总结： 微小RNA（microRNAs，miRNAs）是一类短的非编码RNA，具有潜在的功能 用于研究和治疗许多疾病的工具，包括缺血性中风。由于其保守的 序列，使用合成的抗microRNA（anti-miR）试剂靶向特定的miRNAs使其具有吸引力 药物开发的目标。我们最近发现中风和改变中风反应的因素， 例如社会隔离，可以调节miRNA，尤其是miR-141- 3 p。因此，miR-141- 3 p代表了一种 有望成为中风治疗的新分子靶点。因此，通过开发针对 拮抗miR-141- 3 p，我们希望产生一种有效的治疗中风的方法。在此，我们提出了一个多- 应用现代技术推进靶向miR-141的有前景的中风治疗的学科项目- 3 p使用新的下一代基于抗miR的工具。在过去，我们证明了纳米技术- 递送的基于肽核酸（PNA）的miRNA抑制剂可以靶向miR-155用于淋巴瘤治疗。不像 大多数核酸，PNA是合成的DNA模拟物，其中磷酸二酯骨架被取代， 中性N-（2-氨乙基）甘氨酸骨架。PNA可以以高特异性结合单链靶标， 它们具有亲和性，对蛋白酶不敏感，使PNA成为靶向miRNA的理想分子。提高 进一步，我们将开发一类新的PNA类似物，命名为γ PNAs（PNAs），其在构象上是预组织的，因此具有有利的结合和溶解性 这些特性应该增加它们作为抗miR剂的有效性。

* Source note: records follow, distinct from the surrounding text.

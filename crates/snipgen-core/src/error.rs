//! Error types for the snipgen-core crate.

/// Errors surfaced by snippet generation.
///
/// Every failure is deterministic for a given input: the engine performs no I/O
/// while generating, so nothing here is transient or worth retrying.
#[derive(Debug, Clone, PartialEq, Eq, thiserror::Error)]
pub enum SnippetError {
    /// Task identifier is not registered
    #[error("Unknown task '{0}'")]
    UnknownTask(String),

    /// Provider identifier is not registered
    #[error("Unknown provider '{0}'")]
    UnknownProvider(String),

    /// Client identifier is not registered
    #[error("Unknown client '{0}'")]
    UnknownClient(String),

    /// Valid identifiers, but the client or provider cannot express the request
    #[error("Unsupported combination (task={task}, provider={provider}, client={client}): {reason}")]
    UnsupportedCombination {
        task: String,
        provider: String,
        client: String,
        reason: String,
    },

    /// Model identifier is not of the `namespace/name` form
    #[error("Invalid model id '{0}': expected 'namespace/name'")]
    InvalidModel(String),
}

impl SnippetError {
    /// Build an [`SnippetError::UnsupportedCombination`].
    pub fn unsupported(
        task: impl Into<String>,
        provider: impl Into<String>,
        client: impl Into<String>,
        reason: impl Into<String>,
    ) -> Self {
        Self::UnsupportedCombination {
            task: task.into(),
            provider: provider.into(),
            client: client.into(),
            reason: reason.into(),
        }
    }

    /// Whether the error is a structured refusal rather than a bad identifier.
    ///
    /// Build tools iterating over the full cross-product skip these.
    pub fn is_unsupported(&self) -> bool {
        matches!(self, Self::UnsupportedCombination { .. })
    }
}

/// Errors that can occur while loading an engine configuration file.
#[derive(Debug, thiserror::Error)]
pub enum ConfigError {
    /// I/O error
    #[error("IO error: {0}")]
    Io(#[from] std::io::Error),

    /// JSON serialization/deserialization error
    #[error("Serialization error: {0}")]
    Serialization(#[from] serde_json::Error),
}
//! Terminal presentation of computed results

pub mod overview;
pub mod setup;
pub mod ui;
pub mod weights;
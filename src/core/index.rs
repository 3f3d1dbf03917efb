//! Static index reference data and lookup

use anyhow::Result;
use serde::{Deserialize, Serialize};
use std::collections::HashMap;
use std::fmt::Display;
use std::str::FromStr;
use std::sync::LazyLock;

/// Which return estimate of an [`IndexRecord`] feeds the fused score.
#[derive(Debug, Clone, Copy, PartialEq, Eq, Hash, Default, Serialize, Deserialize)]
#[serde(try_from = "String")]
pub enum ReturnBasis {
    #[default]
    #[serde(rename = "capm")]
    Capm,
    #[serde(rename = "3m")]
    ThreeMonths,
    #[serde(rename = "6m")]
    SixMonths,
    #[serde(rename = "1y")]
    OneYear,
}

impl Display for ReturnBasis {
    fn fmt(&self, f: &mut std::fmt::Formatter<'_>) -> std::fmt::Result {
        write!(
            f,
            "{}",
            match self {
                ReturnBasis::Capm => "CAPM_6m",
                ReturnBasis::ThreeMonths => "E[R] 3M",
                ReturnBasis::SixMonths => "E[R] 6M",
                ReturnBasis::OneYear => "E[R] 1Y",
            }
        )
    }
}

impl FromStr for ReturnBasis {
    type Err = anyhow::Error;

    fn from_str(s: &str) -> Result<Self, Self::Err> {
        match s.to_lowercase().as_str() {
            "capm" => Ok(ReturnBasis::Capm),
            "3m" => Ok(ReturnBasis::ThreeMonths),
            "6m" => Ok(ReturnBasis::SixMonths),
            "1y" => Ok(ReturnBasis::OneYear),
            _ => Err(anyhow::anyhow!(
                "Invalid return basis: {s} (expected one of capm, 3m, 6m, 1y)"
            )),
        }
    }
}

impl TryFrom<String> for ReturnBasis {
    type Error = anyhow::Error;

    fn try_from(s: String) -> Result<Self, Self::Error> {
        s.parse()
    }
}

impl ReturnBasis {
    /// Periods shown in the expected returns overview, shortest first.
    pub const PERIODS: [ReturnBasis; 3] = [
        ReturnBasis::ThreeMonths,
        ReturnBasis::SixMonths,
        ReturnBasis::OneYear,
    ];
}

/// Per-period expected returns, as fractions.
#[derive(Debug, Clone, Copy, PartialEq, Serialize, Deserialize)]
pub struct PeriodReturns {
    pub three_months: f64,
    pub six_months: f64,
    pub one_year: f64,
}

/// Immutable reference data for a single market index.
#[derive(Debug, Clone, PartialEq, Serialize, Deserialize)]
pub struct IndexRecord {
    pub name: String,
    pub capm: f64,
    pub probability_up: f64,
    pub period_returns: Option<PeriodReturns>,
}

impl IndexRecord {
    /// Expected return for the given basis. Records without period data fall
    /// back to the CAPM estimate.
    pub fn expected_return(&self, basis: ReturnBasis) -> f64 {
        match (basis, &self.period_returns) {
            (ReturnBasis::Capm, _) | (_, None) => self.capm,
            (ReturnBasis::ThreeMonths, Some(p)) => p.three_months,
            (ReturnBasis::SixMonths, Some(p)) => p.six_months,
            (ReturnBasis::OneYear, Some(p)) => p.one_year,
        }
    }
}

/// Read-only, name-keyed table of index records.
///
/// Insertion order is kept so listings and the overview follow the order the
/// records were defined in.
#[derive(Debug, Clone, Default)]
pub struct ReferenceTable {
    records: Vec<IndexRecord>,
    by_name: HashMap<String, usize>,
}

impl ReferenceTable {
    /// Builds a table from records. A later record with an existing name
    /// replaces the earlier one in place.
    pub fn from_records(records: impl IntoIterator<Item = IndexRecord>) -> Self {
        let mut table = Self::default();
        for record in records {
            table.upsert(record);
        }
        table
    }

    /// The built-in table of ten market indices.
    pub fn builtin() -> &'static ReferenceTable {
        &BUILTIN
    }

    /// Returns a copy of this table extended with `records`.
    pub fn extended(&self, records: impl IntoIterator<Item = IndexRecord>) -> Self {
        let mut table = self.clone();
        for record in records {
            table.upsert(record);
        }
        table
    }

    pub fn get(&self, name: &str) -> Option<&IndexRecord> {
        self.by_name.get(name).map(|&i| &self.records[i])
    }

    pub fn names(&self) -> impl Iterator<Item = &str> {
        self.records.iter().map(|r| r.name.as_str())
    }

    pub fn records(&self) -> &[IndexRecord] {
        &self.records
    }

    pub fn len(&self) -> usize {
        self.records.len()
    }

    pub fn is_empty(&self) -> bool {
        self.records.is_empty()
    }

    fn upsert(&mut self, record: IndexRecord) {
        match self.by_name.get(&record.name) {
            Some(&i) => self.records[i] = record,
            None => {
                self.by_name.insert(record.name.clone(), self.records.len());
                self.records.push(record);
            }
        }
    }
}

// (name, capm 6m, probability up, 3m, 6m, 1y)
const BUILTIN_DATA: [(&str, f64, f64, f64, f64, f64); 10] = [
    ("ASX 200", 0.1846876688037084, 0.5308, 0.088711049, 0.184687669, 0.400846687),
    ("CAC 40", 0.16959831188935687, 0.4886, 0.081490585, 0.169598312, 0.367857255),
    ("CSI 300", 0.2356578644530229, 0.5230, 0.113100985, 0.235657864, 0.512281377),
    ("DAX", 0.17349152032188458, 0.5095, 0.083353539, 0.17349152, 0.376368866),
    ("FTSE 100", 0.14414575331498228, 0.4917, 0.069311188, 0.144145753, 0.31221105),
    ("HSI", 0.16824947417296285, 0.3629, 0.080845148, 0.168249474, 0.36490833),
    ("IDX Composite", 0.13109431524472048, 0.5290, 0.063065897, 0.131094315, 0.283677062),
    ("KOSPI", 0.19769410180178457, 0.4117, 0.094934805, 0.197694102, 0.429282282),
    ("NIKKEI 225", 0.1472031516218701, 0.6274, 0.070774195, 0.147203152, 0.318895353),
    ("S&P 500", 0.13942497472444942, 0.9975, 0.067052231, 0.139424975, 0.301890146),
];

static BUILTIN: LazyLock<ReferenceTable> = LazyLock::new(|| {
    ReferenceTable::from_records(BUILTIN_DATA.iter().map(
        |&(name, capm, probability_up, three_months, six_months, one_year)| IndexRecord {
            name: name.to_string(),
            capm,
            probability_up,
            period_returns: Some(PeriodReturns {
                three_months,
                six_months,
                one_year,
            }),
        },
    ))
});

#[cfg(test)]
mod tests {
    use super::*;

    #[test]
    fn test_builtin_table_has_ten_indices() {
        let table = ReferenceTable::builtin();
        assert_eq!(table.len(), 10);
        assert_eq!(table.names().next(), Some("ASX 200"));
        assert_eq!(table.names().last(), Some("S&P 500"));

        let spx = table.get("S&P 500").unwrap();
        assert_eq!(spx.capm, 0.13942497472444942);
        assert_eq!(spx.probability_up, 0.9975);
        assert!(table.get("Dow Jones").is_none());
    }

    #[test]
    fn test_builtin_records_are_in_range() {
        for record in ReferenceTable::builtin().records() {
            assert!(record.capm > 0.0, "{} capm", record.name);
            assert!(
                (0.0..=1.0).contains(&record.probability_up),
                "{} probability",
                record.name
            );
        }
    }

    #[test]
    fn test_expected_return_by_basis() {
        let dax = ReferenceTable::builtin().get("DAX").unwrap();
        assert_eq!(dax.expected_return(ReturnBasis::Capm), 0.17349152032188458);
        assert_eq!(dax.expected_return(ReturnBasis::ThreeMonths), 0.083353539);
        assert_eq!(dax.expected_return(ReturnBasis::SixMonths), 0.17349152);
        assert_eq!(dax.expected_return(ReturnBasis::OneYear), 0.376368866);

        let custom = IndexRecord {
            name: "Custom".to_string(),
            capm: 0.1,
            probability_up: 0.5,
            period_returns: None,
        };
        assert_eq!(custom.expected_return(ReturnBasis::OneYear), 0.1);
    }

    #[test]
    fn test_extended_overrides_and_appends() {
        let base = ReferenceTable::builtin();
        let table = base.extended(vec![
            IndexRecord {
                name: "DAX".to_string(),
                capm: 0.2,
                probability_up: 0.4,
                period_returns: None,
            },
            IndexRecord {
                name: "Bovespa".to_string(),
                capm: 0.12,
                probability_up: 0.55,
                period_returns: None,
            },
        ]);

        assert_eq!(table.len(), 11);
        assert_eq!(table.get("DAX").unwrap().capm, 0.2);
        assert_eq!(table.names().nth(3), Some("DAX"));
        assert_eq!(table.names().last(), Some("Bovespa"));
        // Built-in table is untouched
        assert_eq!(base.len(), 10);
        assert_eq!(base.get("DAX").unwrap().capm, 0.17349152032188458);
    }

    #[test]
    fn test_return_basis_from_str() {
        assert_eq!("CAPM".parse::<ReturnBasis>().unwrap(), ReturnBasis::Capm);
        assert_eq!("3m".parse::<ReturnBasis>().unwrap(), ReturnBasis::ThreeMonths);
        assert_eq!("6M".parse::<ReturnBasis>().unwrap(), ReturnBasis::SixMonths);
        assert_eq!("1y".parse::<ReturnBasis>().unwrap(), ReturnBasis::OneYear);
        assert!("2y".parse::<ReturnBasis>().is_err());
    }

    #[test]
    fn test_return_basis_serde_tokens() {
        let basis: ReturnBasis = serde_yaml::from_str("\"1Y\"").unwrap();
        assert_eq!(basis, ReturnBasis::OneYear);
        assert_eq!(
            serde_yaml::to_string(&ReturnBasis::ThreeMonths).unwrap().trim(),
            "3m"
        );
    }
}
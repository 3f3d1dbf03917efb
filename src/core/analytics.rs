//! Aggregate metrics over a fused selection.
use crate::core::fusion::FusedResult;
use serde::Serialize;

/// Summary scalars displayed under the weights table.
#[derive(Debug, Clone, Copy, PartialEq, Serialize)]
pub struct PortfolioMetrics {
    /// Sum of weights as a percentage; 100 up to rounding.
    pub total_weight_pct: f64,
    pub average_expected_return: f64,
    pub average_probability_up: f64,
}

impl PortfolioMetrics {
    pub fn from_result(result: &FusedResult) -> Self {
        let count = result.entries.len() as f64;
        let (weight, ret, prob) = result.entries.iter().fold((0.0, 0.0, 0.0), |acc, e| {
            (
                acc.0 + e.weight,
                acc.1 + e.expected_return,
                acc.2 + e.probability_up,
            )
        });
        PortfolioMetrics {
            total_weight_pct: weight * 100.0,
            average_expected_return: ret / count,
            average_probability_up: prob / count,
        }
    }
}

#[cfg(test)]
mod tests {
    use super::*;
    use crate::core::fusion::compute_weights;
    use crate::core::index::{ReferenceTable, ReturnBasis};

    #[test]
    fn test_metrics_for_two_indices() {
        let result = compute_weights(
            ReferenceTable::builtin(),
            &["S&P 500", "NIKKEI 225"],
            ReturnBasis::Capm,
        )
        .unwrap();
        let metrics = PortfolioMetrics::from_result(&result);

        assert!((metrics.total_weight_pct - 100.0).abs() < 1e-7);
        let expected_avg_return = (0.13942497472444942 + 0.1472031516218701) / 2.0;
        assert!((metrics.average_expected_return - expected_avg_return).abs() < 1e-12);
        assert!((metrics.average_probability_up - (0.9975 + 0.6274) / 2.0).abs() < 1e-12);
        assert_eq!(format!("{:.2}%", metrics.total_weight_pct), "100.00%");
        assert_eq!(format!("{:.4}", metrics.average_expected_return), "0.1433");
    }
}
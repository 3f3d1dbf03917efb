use super::ui;
use crate::core::{ReferenceTable, ReturnBasis};
use comfy_table::Cell;
use tracing::info;

const OVERVIEW_BAR_WIDTH: usize = 30;

/// Expected returns (%) by period for every index, with a bar per period
/// scaled against the largest return in the table.
pub fn render(table: &ReferenceTable) -> String {
    let max_return = table
        .records()
        .iter()
        .flat_map(|r| ReturnBasis::PERIODS.map(|p| r.expected_return(p)))
        .fold(0.0_f64, f64::max);

    let mut output = ui::new_styled_table();
    let mut header = vec![ui::header_cell("Index")];
    header.extend(
        ReturnBasis::PERIODS
            .iter()
            .map(|p| ui::header_cell(&format!("{p} (%)"))),
    );
    header.push(ui::header_cell(""));
    output.set_header(header);

    for record in table.records() {
        let mut row = vec![Cell::new(&record.name)];
        let mut bars = Vec::with_capacity(ReturnBasis::PERIODS.len());
        for (slot, period) in ReturnBasis::PERIODS.iter().enumerate() {
            let value = record.expected_return(*period);
            row.push(ui::number_cell(format!("{:.2}", value * 100.0)));
            let fraction = if max_return > 0.0 {
                value / max_return
            } else {
                0.0
            };
            bars.push(ui::share_bar(fraction, OVERVIEW_BAR_WIDTH, slot));
        }
        row.push(Cell::new(bars.join("\n")));
        output.add_row(row);
    }

    output.to_string()
}

/// Title followed by the overview table.
pub fn render_overview(table: &ReferenceTable) -> String {
    info!(count = table.len(), "Rendering expected returns overview");
    format!(
        "\n{}\n\n{}",
        ui::style_text("Expected Returns Overview", ui::StyleType::Title),
        render(table)
    )
}

/// One line per selectable index with its CAPM estimate and probability-up.
pub fn render_indices(table: &ReferenceTable) -> String {
    table
        .records()
        .iter()
        .map(|record| {
            format!(
                "{}  {}",
                record.name,
                ui::style_text(
                    &format!(
                        "capm {:.4}, p(up) {:.4}",
                        record.capm, record.probability_up
                    ),
                    ui::StyleType::Subtle
                )
            )
        })
        .collect::<Vec<_>>()
        .join("\n")
}
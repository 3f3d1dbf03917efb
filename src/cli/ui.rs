use comfy_table::modifiers::UTF8_ROUND_CORNERS;
use comfy_table::presets::UTF8_FULL;
use comfy_table::{Attribute, Cell, CellAlignment, Color, ContentArrangement, Table};
use console::style;

/// Defines different styles for text elements.
pub enum StyleType {
    Title,
    Heading,
    TotalLabel,
    TotalValue,
    Warning,
    Subtle,
}

/// Applies a consistent style to a string.
pub fn style_text(text: &str, style_type: StyleType) -> String {
    let styled = match style_type {
        StyleType::Title => style(text).bold().underlined().color256(33),
        StyleType::Heading => style(text).bold(),
        StyleType::TotalLabel => style(text).bold(),
        StyleType::TotalValue => style(text).green().bold(),
        StyleType::Warning => style(text).yellow().bold(),
        StyleType::Subtle => style(text).dim(),
    };
    styled.to_string()
}

/// Creates a new `comfy_table::Table` with standard styling.
pub fn new_styled_table() -> Table {
    let mut table = Table::new();
    table
        .load_preset(UTF8_FULL)
        .apply_modifier(UTF8_ROUND_CORNERS)
        .set_content_arrangement(ContentArrangement::Dynamic);
    table
}

/// Creates a styled header cell for a table.
pub fn header_cell(text: &str) -> Cell {
    Cell::new(text)
        .fg(Color::Cyan)
        .add_attribute(Attribute::Bold)
}

/// Right aligned numeric cell.
pub fn number_cell(text: String) -> Cell {
    Cell::new(text).set_alignment(CellAlignment::Right)
}

/// Formats a cell with bold and green text
pub fn format_percentage_cell(value: f64, format_fn: impl Fn(f64) -> String) -> Cell {
    Cell::new(format_fn(value))
        .add_attribute(Attribute::Bold)
        .fg(Color::Green)
        .set_alignment(CellAlignment::Right)
}

const BAR_COLORS: [console::Color; 6] = [
    console::Color::Cyan,
    console::Color::Green,
    console::Color::Yellow,
    console::Color::Magenta,
    console::Color::Blue,
    console::Color::Red,
];

/// Renders a horizontal bar whose length is `fraction` of `width` cells.
/// `fraction` is clamped to [0, 1].
pub fn share_bar(fraction: f64, width: usize, color_slot: usize) -> String {
    let filled = bar_len(fraction, width);
    let bar = format!("{}{}", "█".repeat(filled), "░".repeat(width - filled));
    style(bar)
        .fg(BAR_COLORS[color_slot % BAR_COLORS.len()])
        .to_string()
}

fn bar_len(fraction: f64, width: usize) -> usize {
    let fraction = if fraction.is_finite() {
        fraction.clamp(0.0, 1.0)
    } else {
        0.0
    };
    ((fraction * width as f64).round() as usize).min(width)
}

/// Width of stdout in columns, 80 when it is not a terminal.
pub fn terminal_width() -> usize {
    console::Term::stdout()
        .size_checked()
        .map(|(_, w)| w as usize)
        .unwrap_or(80)
}

/// Separator line matching the terminal width.
pub fn separator() -> String {
    "─".repeat(terminal_width())
}
use crate::core::config::AppConfig;
use anyhow::{Context, Result};
use std::path::Path;

const EXAMPLE_CONFIG: &str = include_str!("../../docs/example_config.yaml");

/// Creates the example configuration at `config_path`, or at the default
/// location when no path is given.
pub fn run(config_path: Option<&str>) -> Result<()> {
    match config_path {
        Some(path) => setup_at_path(path),
        None => setup(),
    }
}

/// Creates a default configuration file with example content at the default location
pub fn setup() -> Result<()> {
    setup_at_path(AppConfig::default_config_path()?)
}

/// Creates a default configuration file with example content at the specified path
pub fn setup_at_path<P: AsRef<Path>>(path: P) -> Result<()> {
    let path = path.as_ref();

    if path.exists() {
        anyhow::bail!("Configuration file already exists at {}", path.display());
    }

    if let Some(parent) = path.parent() {
        std::fs::create_dir_all(parent)
            .with_context(|| format!("Failed to create directory: {}", parent.display()))?;
    }

    std::fs::write(path, EXAMPLE_CONFIG)
        .with_context(|| format!("Failed to write config file to {}", path.display()))?;

    tracing::info!("Created default configuration at {}", path.display());
    Ok(())
}
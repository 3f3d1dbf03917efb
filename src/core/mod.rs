//! Core business logic: reference data, fusion and aggregate metrics

pub mod analytics;
pub mod config;
pub mod fusion;
pub mod index;
pub mod log;

// Re-export main types for cleaner imports
pub use analytics::PortfolioMetrics;
pub use fusion::{FusedEntry, FusedResult, FusionError, compute_weights};
pub use index::{IndexRecord, ReferenceTable, ReturnBasis};
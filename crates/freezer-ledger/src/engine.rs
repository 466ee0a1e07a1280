use std::sync::Arc;

use freezer_core::call::{CallOutcome, LedgerCall, LevelUpOutcome};
use freezer_core::error::FreezerError;
use freezer_core::params::FreezerParams;
use freezer_core::participant::{LedgerState, Participant, ReferralRecord};
use freezer_core::types::{AccountId, Balance, Timestamp};
use freezer_state::{Changeset, FreezerDb};
use tracing::{info, warn};

use crate::custody::TokenCustody;
use crate::guard::{self, ReentrancyGuard};
use crate::{accrual, leveling, referral};

// ── Staged mutations ──────────────────────────────────────────────────────────

/// Writes staged by one operation, paired with the pre-images needed to put
/// the store back if the token interaction that follows the commit fails.
#[derive(Default)]
struct StagedMutations {
    changes: Changeset,
    undo: Changeset,
}

impl StagedMutations {
    fn participant(&mut self, id: AccountId, before: Participant, after: Participant) {
        self.undo.participants.push((id, before));
        self.changes.participants.push((id, after));
    }

    fn referral_rewards(&mut self, id: AccountId, before: Balance, after: Balance) {
        self.undo.referral_rewards.push((id, before));
        self.changes.referral_rewards.push((id, after));
    }

    fn append_referral(&mut self, id: AccountId, seq: u64, record: ReferralRecord) {
        self.undo.referral_records.push((id, seq, None));
        self.changes.referral_records.push((id, seq, Some(record)));
    }

    fn ledger_state(&mut self, before: LedgerState, after: LedgerState) {
        self.undo.ledger_state = Some(before);
        self.changes.ledger_state = Some(after);
    }
}

fn add(a: Balance, b: Balance) -> Result<Balance, FreezerError> {
    a.checked_add(b).ok_or(FreezerError::ArithmeticOverflow)
}

fn sub(a: Balance, b: Balance) -> Result<Balance, FreezerError> {
    a.checked_sub(b).ok_or(FreezerError::ArithmeticOverflow)
}

// ── FreezerEngine ─────────────────────────────────────────────────────────────

/// The ledger state machine.
///
/// Every mutating operation runs under the non-reentrancy guard, stages its
/// writes, commits them atomically and only then talks to token custody. A
/// failed custody call re-commits the staged pre-images, so an operation
/// either fully happens or leaves no trace.
///
/// Calls are expected to be serialized by the caller; a concurrent call is
/// rejected with `Reentrant` rather than queued.
pub struct FreezerEngine<C> {
    pub db: Arc<FreezerDb>,
    custody: C,
    params: FreezerParams,
    guard: ReentrancyGuard,
}
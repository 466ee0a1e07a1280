pub mod call;
pub mod constants;
pub mod error;
pub mod params;
pub mod participant;
pub mod types;

pub use call::*;
pub use constants::*;
pub use error::FreezerError;
pub use params::FreezerParams;
pub use participant::*;
pub use types::*;
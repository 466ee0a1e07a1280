/// ─── Freezer Ledger Constants ───────────────────────────────────────────────
///
/// Base unit: 1 token = 10^18 base units (18 fractional decimal digits).
/// All balances are carried as `u128` base units.

// ── Units ────────────────────────────────────────────────────────────────────

/// Number of fractional decimal digits of the staked token.
pub const TOKEN_DECIMALS: u32 = 18;

/// 1 whole token expressed in base units.
pub const UNITS_PER_TOKEN: u128 = 1_000_000_000_000_000_000;

/// Denominator for basis-point multipliers.
pub const BPS_DENOMINATOR: u128 = 10_000;

/// Denominator for referral percentages.
pub const PERCENT_DENOMINATOR: u128 = 100;

// ── Lock window ──────────────────────────────────────────────────────────────

/// Maturity window (seconds). 182.5 days, half of a 365-day year.
pub const DEFAULT_LOCK_DURATION_SECS: i64 = 15_768_000;

// ── Accrual ──────────────────────────────────────────────────────────────────

/// Base units accrued per whole locked token per second at the base tier.
/// ≈ 98.1% simple yearly yield before per-level multipliers.
pub const DEFAULT_BASE_REWARD_RATE: u128 = 31_121_900_000;

/// Per-level accrual multiplier in basis points (index = level).
pub const DEFAULT_LEVEL_RATE_BPS: [u128; 5] = [10_000, 10_500, 11_000, 11_500, 12_500];

// ── Levels & referrals ───────────────────────────────────────────────────────

/// Deposit thresholds for levels 1..=4 (whole tokens).
pub const DEFAULT_LEVEL_THRESHOLDS_TOKENS: [u128; 4] = [10, 100, 1_000, 10_000];

/// Referral percentage paid to a referrer at each tier (index = tier).
pub const DEFAULT_REFERRAL_PERCENTAGES: [u128; 5] = [1, 2, 5, 7, 10];

// ── Storage ──────────────────────────────────────────────────────────────────

/// Schema version written by this build. See `freezer_state::migrate`.
pub const CURRENT_SCHEMA_VERSION: u32 = 3;
//! Referral tiers and rewards.
//!
//! A referrer's tier is the higher of their stored level and the tier their
//! locked balance reaches, so a large depositor earns the matching percentage
//! without levelling up first.

use freezer_core::constants::PERCENT_DENOMINATOR;
use freezer_core::error::FreezerError;
use freezer_core::params::FreezerParams;
use freezer_core::participant::{Participant, ReferralRecord};
use freezer_core::types::{AccountId, Balance, Level, Timestamp};

use crate::leveling;

pub fn referral_tier(referrer: &Participant, params: &FreezerParams) -> Level {
    referrer
        .level
        .max(leveling::balance_tier(params, referrer.deposited))
}

/// Percentage of a referred deposit credited to `referrer`.
pub fn referral_percentage(referrer: &Participant, params: &FreezerParams) -> u128 {
    params.referral_percentage(referral_tier(referrer, params))
}

pub fn referral_reward(deposit: Balance, percentage: u128) -> Result<Balance, FreezerError> {
    deposit
        .checked_mul(percentage)
        .map(|v| v / PERCENT_DENOMINATOR)
        .ok_or(FreezerError::ArithmeticOverflow)
}

/// Reward and history entry for one referred deposit.
pub fn referral_credit(
    referrer: &Participant,
    params: &FreezerParams,
    depositor: AccountId,
    deposit: Balance,
    now: Timestamp,
) -> Result<ReferralRecord, FreezerError> {
    let reward = referral_reward(deposit, referral_percentage(referrer, params))?;
    Ok(ReferralRecord {
        depositor,
        reward,
        deposit_amount: deposit,
        referred_at: now,
    })
}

我们将使用聚乳酸- 共-乙醇酸）（PLGA）基纳米制剂。作为我们稳定的下一代DNA的原理证明- 基于抗miR-141- 3 p作为中风治疗药物，我们建议在基于抗miR-141- 3 p的中风治疗中测试递送和功效。 患病小鼠模型。在这里，我们将追求两个独立的具体目标：1）合成和质量控制 在基于细胞培养的测定中分析基于cDNA的抗miR-141- 3 p阵列;和2）测试体内功效 在患病小鼠模型中的基于cDNA的抗miR-141- 3 p变体。我们召集了一个跨学科的 我们的团队拥有核酸化学、药物配方和疾病生物学方面的专业知识，致力于实现我们的目标。